-- Opening Marker --

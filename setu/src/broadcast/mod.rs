//! Datagram sinks for validated frames
//!
//! Each frame goes out as exactly one datagram, byte-for-byte as the
//! synchronizer produced it. Delivery is fire-and-forget: there is no
//! acknowledgment and no retry, and a datagram lost on the wire is never
//! noticed. Only local socket errors surface as [`Error::Send`].
//!
//! [`Error::Send`]: crate::error::Error::Send

mod recording;
mod udp;

pub use recording::RecordingSink;
pub use udp::UdpBroadcaster;

use crate::error::Result;

/// Connectionless datagram sink
pub trait DatagramSink {
    /// Send one datagram carrying `payload` unmodified
    fn send(&mut self, payload: &[u8]) -> Result<()>;
}

impl<D: DatagramSink + ?Sized> DatagramSink for Box<D> {
    fn send(&mut self, payload: &[u8]) -> Result<()> {
        (**self).send(payload)
    }
}

impl<D: DatagramSink + ?Sized> DatagramSink for &mut D {
    fn send(&mut self, payload: &[u8]) -> Result<()> {
        (**self).send(payload)
    }
}
//! UDP broadcast sink

use super::DatagramSink;
use crate::config::BroadcastConfig;
use crate::error::{Error, Result};
use std::net::{SocketAddr, UdpSocket};

/// Sends every payload to `address:port` with `SO_BROADCAST` enabled
pub struct UdpBroadcaster {
    socket: UdpSocket,
    target: SocketAddr,
}

impl UdpBroadcaster {
    /// Bind an ephemeral socket and enable broadcast
    ///
    /// We only send, so the local port does not matter.
    pub fn bind(config: &BroadcastConfig) -> Result<Self> {
        let socket = UdpSocket::bind("0.0.0.0:0")?;
        socket.set_broadcast(true)?;

        let target = SocketAddr::new(config.address, config.port);
        log::info!("UDP broadcast enabled -> {}", target);

        Ok(Self { socket, target })
    }

    pub fn target(&self) -> SocketAddr {
        self.target
    }
}

impl DatagramSink for UdpBroadcaster {
    fn send(&mut self, payload: &[u8]) -> Result<()> {
        let sent = self
            .socket
            .send_to(payload, self.target)
            .map_err(Error::Send)?;

        if sent != payload.len() {
            return Err(Error::ShortSend {
                sent,
                expected: payload.len(),
            });
        }
        Ok(())
    }
}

-- Closing Marker --

■ WORK TO COMPLETE: Bring together every line in the entries that holds the string "impl".

■ RESULT FOR THIS EXERCISE:
impl<D: DatagramSink + ?Sized> DatagramSink for Box<D> {
impl<D: DatagramSink + ?Sized> DatagramSink for &mut D {
impl UdpBroadcaster {
impl DatagramSink for UdpBroadcaster {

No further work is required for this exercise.